- Problem to solve -
Comb through the entries for "config" and pull out each line that holds it.

- Data excerpts -
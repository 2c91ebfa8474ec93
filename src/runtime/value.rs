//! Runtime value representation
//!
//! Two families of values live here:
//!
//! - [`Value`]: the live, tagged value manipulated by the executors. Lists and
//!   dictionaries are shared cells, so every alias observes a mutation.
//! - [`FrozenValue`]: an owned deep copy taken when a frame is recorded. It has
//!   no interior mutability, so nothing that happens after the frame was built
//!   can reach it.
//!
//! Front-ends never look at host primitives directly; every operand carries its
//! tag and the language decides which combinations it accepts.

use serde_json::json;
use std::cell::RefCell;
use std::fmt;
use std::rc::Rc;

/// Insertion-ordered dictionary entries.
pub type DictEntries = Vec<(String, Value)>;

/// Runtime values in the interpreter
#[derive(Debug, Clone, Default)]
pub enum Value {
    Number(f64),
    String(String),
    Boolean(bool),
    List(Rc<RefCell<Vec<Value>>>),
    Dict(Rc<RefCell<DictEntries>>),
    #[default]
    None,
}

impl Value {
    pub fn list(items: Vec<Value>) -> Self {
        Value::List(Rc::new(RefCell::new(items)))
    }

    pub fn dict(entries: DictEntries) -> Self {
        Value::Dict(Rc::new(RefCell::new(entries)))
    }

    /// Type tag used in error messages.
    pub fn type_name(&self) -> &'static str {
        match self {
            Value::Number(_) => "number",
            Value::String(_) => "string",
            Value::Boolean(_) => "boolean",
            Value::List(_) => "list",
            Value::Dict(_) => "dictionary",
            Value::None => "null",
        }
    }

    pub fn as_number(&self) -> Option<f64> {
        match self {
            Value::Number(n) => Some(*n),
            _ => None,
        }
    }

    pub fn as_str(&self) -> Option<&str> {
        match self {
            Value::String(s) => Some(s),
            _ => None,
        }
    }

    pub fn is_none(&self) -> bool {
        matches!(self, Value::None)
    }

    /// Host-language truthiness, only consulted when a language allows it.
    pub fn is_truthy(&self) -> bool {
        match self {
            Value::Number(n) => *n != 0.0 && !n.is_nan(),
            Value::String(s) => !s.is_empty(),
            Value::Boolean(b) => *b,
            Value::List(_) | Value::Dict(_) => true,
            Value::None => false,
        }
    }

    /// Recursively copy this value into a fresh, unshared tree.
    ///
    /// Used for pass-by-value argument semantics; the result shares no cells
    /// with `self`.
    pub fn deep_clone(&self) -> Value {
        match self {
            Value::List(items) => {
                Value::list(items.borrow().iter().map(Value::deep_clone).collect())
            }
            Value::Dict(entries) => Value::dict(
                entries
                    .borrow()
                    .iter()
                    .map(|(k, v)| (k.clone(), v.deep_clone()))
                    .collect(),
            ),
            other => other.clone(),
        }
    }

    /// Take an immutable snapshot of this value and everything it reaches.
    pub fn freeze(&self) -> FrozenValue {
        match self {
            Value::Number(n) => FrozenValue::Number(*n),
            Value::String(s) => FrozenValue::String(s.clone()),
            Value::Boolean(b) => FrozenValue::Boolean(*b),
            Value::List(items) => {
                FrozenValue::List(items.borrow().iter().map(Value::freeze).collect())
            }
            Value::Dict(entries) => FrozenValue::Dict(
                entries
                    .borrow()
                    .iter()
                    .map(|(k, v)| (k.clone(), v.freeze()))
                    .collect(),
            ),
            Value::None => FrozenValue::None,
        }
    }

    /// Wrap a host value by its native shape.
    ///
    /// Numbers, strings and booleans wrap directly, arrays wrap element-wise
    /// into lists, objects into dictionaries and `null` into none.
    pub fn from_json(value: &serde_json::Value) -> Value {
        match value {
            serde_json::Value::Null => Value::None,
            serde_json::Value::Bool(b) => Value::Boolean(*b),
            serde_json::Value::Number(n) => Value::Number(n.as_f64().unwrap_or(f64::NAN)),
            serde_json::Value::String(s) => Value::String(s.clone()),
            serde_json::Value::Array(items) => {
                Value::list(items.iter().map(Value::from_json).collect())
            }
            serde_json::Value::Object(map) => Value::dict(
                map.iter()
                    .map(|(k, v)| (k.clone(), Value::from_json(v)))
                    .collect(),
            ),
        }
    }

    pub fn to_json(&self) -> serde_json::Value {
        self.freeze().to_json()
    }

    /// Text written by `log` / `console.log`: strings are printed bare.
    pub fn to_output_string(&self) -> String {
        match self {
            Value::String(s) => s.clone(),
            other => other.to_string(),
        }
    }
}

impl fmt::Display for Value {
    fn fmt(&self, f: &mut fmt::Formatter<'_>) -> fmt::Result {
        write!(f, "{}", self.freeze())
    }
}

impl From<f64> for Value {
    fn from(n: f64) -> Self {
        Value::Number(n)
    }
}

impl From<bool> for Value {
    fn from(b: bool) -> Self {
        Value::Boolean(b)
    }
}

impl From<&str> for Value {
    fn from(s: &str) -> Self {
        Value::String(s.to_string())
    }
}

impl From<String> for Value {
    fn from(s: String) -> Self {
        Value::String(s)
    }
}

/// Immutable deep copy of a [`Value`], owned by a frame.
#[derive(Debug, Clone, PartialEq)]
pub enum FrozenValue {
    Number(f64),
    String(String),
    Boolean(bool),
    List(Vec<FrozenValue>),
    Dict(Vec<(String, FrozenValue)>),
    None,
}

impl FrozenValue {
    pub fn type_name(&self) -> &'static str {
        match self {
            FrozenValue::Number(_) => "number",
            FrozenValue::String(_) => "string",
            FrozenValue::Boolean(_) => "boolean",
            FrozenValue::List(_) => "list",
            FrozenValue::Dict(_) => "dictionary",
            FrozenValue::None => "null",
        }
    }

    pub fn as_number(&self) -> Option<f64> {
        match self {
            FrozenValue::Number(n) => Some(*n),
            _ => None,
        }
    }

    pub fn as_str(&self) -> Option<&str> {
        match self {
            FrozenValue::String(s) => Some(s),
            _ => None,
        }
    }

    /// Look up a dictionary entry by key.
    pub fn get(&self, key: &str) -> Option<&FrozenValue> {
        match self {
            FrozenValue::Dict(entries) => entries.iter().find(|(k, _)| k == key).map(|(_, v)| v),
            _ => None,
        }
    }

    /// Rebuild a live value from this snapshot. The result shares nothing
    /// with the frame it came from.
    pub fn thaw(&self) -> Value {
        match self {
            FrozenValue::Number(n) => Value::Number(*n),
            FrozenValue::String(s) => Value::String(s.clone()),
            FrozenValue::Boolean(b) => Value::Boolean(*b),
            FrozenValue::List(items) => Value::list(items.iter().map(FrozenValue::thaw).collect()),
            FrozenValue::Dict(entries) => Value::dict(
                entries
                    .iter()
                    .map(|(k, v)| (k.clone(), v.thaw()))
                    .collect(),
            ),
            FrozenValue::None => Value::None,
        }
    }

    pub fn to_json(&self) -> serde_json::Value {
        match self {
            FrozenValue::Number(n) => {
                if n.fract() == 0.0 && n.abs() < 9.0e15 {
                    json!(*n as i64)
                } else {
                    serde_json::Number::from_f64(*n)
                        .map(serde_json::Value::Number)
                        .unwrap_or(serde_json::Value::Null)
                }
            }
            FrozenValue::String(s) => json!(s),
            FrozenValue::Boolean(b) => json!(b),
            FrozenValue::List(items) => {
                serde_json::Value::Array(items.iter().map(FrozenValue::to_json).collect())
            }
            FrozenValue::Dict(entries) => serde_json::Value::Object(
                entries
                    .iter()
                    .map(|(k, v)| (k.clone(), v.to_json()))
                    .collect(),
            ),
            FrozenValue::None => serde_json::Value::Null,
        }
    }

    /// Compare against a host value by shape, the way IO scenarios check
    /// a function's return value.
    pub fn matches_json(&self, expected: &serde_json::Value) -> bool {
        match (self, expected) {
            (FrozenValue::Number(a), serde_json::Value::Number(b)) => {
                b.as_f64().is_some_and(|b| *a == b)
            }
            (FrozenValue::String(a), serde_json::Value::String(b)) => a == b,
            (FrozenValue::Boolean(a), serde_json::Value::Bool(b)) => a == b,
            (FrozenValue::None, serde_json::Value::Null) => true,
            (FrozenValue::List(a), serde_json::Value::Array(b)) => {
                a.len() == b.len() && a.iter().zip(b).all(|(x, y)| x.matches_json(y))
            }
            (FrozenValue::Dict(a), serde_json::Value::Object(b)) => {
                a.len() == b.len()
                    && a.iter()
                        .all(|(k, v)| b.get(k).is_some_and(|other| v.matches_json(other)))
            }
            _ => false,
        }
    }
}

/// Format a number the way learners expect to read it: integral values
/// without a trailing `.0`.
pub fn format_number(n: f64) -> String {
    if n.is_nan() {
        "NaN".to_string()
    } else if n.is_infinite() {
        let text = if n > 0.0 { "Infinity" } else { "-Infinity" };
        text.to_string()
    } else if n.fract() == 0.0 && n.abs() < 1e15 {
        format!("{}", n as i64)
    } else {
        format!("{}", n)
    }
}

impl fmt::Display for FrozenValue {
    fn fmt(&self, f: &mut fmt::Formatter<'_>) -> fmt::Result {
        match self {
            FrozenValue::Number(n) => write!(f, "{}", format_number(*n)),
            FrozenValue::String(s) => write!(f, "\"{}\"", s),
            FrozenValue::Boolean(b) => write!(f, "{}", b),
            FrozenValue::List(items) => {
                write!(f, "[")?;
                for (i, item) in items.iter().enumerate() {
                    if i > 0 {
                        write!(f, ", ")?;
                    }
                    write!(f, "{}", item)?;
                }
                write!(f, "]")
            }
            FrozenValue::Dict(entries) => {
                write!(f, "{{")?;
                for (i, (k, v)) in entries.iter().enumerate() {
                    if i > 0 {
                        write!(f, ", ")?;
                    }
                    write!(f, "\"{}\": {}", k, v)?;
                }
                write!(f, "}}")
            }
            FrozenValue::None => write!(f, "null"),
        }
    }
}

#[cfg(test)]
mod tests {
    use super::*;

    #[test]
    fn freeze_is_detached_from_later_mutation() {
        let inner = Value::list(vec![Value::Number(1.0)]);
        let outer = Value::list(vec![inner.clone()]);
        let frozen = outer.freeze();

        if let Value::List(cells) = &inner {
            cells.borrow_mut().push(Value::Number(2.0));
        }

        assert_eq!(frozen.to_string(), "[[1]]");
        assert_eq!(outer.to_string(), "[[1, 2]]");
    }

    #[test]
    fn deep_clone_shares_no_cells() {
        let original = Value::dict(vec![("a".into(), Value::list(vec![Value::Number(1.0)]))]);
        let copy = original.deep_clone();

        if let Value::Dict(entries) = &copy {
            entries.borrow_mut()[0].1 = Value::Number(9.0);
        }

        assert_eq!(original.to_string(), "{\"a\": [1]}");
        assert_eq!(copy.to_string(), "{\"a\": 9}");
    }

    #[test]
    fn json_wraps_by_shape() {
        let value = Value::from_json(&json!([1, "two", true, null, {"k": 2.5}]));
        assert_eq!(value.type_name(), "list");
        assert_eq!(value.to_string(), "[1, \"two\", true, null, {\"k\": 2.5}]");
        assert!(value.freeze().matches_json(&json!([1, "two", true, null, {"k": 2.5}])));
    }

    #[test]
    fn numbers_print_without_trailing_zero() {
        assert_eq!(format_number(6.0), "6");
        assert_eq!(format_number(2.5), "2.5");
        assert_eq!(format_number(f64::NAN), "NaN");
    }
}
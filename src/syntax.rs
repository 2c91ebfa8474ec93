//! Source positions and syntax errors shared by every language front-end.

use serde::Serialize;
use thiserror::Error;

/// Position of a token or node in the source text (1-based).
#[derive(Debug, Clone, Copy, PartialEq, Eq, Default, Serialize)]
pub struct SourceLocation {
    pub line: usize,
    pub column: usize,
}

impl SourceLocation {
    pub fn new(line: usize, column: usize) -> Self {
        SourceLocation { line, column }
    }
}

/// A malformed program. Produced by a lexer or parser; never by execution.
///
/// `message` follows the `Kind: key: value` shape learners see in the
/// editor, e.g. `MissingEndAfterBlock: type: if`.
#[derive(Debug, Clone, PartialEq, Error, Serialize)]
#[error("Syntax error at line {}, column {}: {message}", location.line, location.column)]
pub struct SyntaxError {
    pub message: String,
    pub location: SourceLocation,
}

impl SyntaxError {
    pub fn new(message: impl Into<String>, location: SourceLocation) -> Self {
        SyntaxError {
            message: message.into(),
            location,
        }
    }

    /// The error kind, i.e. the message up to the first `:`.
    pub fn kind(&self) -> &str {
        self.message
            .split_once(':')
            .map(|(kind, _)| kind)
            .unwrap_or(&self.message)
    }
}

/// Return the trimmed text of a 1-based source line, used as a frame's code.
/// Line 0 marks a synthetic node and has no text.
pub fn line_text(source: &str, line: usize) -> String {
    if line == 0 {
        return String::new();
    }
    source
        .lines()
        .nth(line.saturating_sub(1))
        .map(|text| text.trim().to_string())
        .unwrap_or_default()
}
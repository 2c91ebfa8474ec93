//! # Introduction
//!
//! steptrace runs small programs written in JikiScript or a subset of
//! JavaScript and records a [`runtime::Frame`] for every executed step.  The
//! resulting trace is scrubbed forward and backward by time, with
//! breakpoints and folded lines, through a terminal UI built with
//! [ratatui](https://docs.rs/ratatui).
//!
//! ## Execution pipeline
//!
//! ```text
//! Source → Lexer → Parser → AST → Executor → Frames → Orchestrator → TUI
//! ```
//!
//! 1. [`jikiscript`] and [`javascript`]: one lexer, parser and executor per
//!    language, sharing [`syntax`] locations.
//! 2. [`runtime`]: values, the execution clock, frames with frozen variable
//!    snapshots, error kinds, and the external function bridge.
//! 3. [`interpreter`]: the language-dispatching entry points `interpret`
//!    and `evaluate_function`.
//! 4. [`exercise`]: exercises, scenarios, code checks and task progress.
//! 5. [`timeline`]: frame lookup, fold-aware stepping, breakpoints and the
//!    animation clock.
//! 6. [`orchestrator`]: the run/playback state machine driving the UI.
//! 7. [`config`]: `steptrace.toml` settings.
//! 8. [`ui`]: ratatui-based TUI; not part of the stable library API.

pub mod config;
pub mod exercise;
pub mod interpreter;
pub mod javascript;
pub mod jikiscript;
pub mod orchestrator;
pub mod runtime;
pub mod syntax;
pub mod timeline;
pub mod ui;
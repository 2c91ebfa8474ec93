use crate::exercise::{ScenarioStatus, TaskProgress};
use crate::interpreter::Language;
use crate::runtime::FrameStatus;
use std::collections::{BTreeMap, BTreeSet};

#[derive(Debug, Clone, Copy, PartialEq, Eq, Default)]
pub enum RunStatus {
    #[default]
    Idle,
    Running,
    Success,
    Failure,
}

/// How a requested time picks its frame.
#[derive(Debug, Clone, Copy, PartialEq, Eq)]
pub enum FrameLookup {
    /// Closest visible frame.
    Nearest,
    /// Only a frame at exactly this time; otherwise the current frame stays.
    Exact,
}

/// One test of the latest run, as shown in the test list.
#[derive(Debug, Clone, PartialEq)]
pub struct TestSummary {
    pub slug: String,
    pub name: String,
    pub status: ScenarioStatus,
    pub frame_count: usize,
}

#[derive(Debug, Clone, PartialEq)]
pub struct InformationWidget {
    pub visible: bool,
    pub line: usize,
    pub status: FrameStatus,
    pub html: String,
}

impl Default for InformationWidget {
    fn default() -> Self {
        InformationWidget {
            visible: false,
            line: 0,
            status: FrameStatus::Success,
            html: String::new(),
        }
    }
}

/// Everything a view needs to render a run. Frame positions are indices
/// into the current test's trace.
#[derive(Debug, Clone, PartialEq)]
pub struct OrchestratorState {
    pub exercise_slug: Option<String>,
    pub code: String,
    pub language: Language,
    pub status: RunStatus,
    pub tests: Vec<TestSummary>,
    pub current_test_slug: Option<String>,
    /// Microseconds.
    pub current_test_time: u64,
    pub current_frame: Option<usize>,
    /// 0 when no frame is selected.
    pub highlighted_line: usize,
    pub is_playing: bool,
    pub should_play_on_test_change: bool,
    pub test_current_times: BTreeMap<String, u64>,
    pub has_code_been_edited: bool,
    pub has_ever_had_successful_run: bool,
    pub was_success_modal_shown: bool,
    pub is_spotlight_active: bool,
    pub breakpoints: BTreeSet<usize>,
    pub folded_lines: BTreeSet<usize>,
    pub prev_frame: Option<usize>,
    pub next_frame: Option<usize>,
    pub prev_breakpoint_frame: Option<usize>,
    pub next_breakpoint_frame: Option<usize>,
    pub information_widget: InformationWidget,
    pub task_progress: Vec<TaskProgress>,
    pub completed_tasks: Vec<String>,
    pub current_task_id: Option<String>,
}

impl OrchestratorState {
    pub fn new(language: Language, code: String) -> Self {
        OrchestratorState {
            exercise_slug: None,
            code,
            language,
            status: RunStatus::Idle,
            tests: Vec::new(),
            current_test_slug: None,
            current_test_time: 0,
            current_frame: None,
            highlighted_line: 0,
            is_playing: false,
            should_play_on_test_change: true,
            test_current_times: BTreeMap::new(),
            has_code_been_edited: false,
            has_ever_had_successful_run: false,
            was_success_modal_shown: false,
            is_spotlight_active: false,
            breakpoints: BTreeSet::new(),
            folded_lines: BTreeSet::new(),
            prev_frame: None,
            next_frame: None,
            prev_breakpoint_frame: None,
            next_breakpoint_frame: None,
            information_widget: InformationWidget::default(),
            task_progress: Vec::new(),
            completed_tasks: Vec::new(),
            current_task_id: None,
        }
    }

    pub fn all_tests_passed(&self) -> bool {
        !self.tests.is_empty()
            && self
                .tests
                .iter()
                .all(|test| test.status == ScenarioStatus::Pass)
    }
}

- Output of the task -
//! 7. [`config`]: `steptrace.toml` settings.
pub mod config;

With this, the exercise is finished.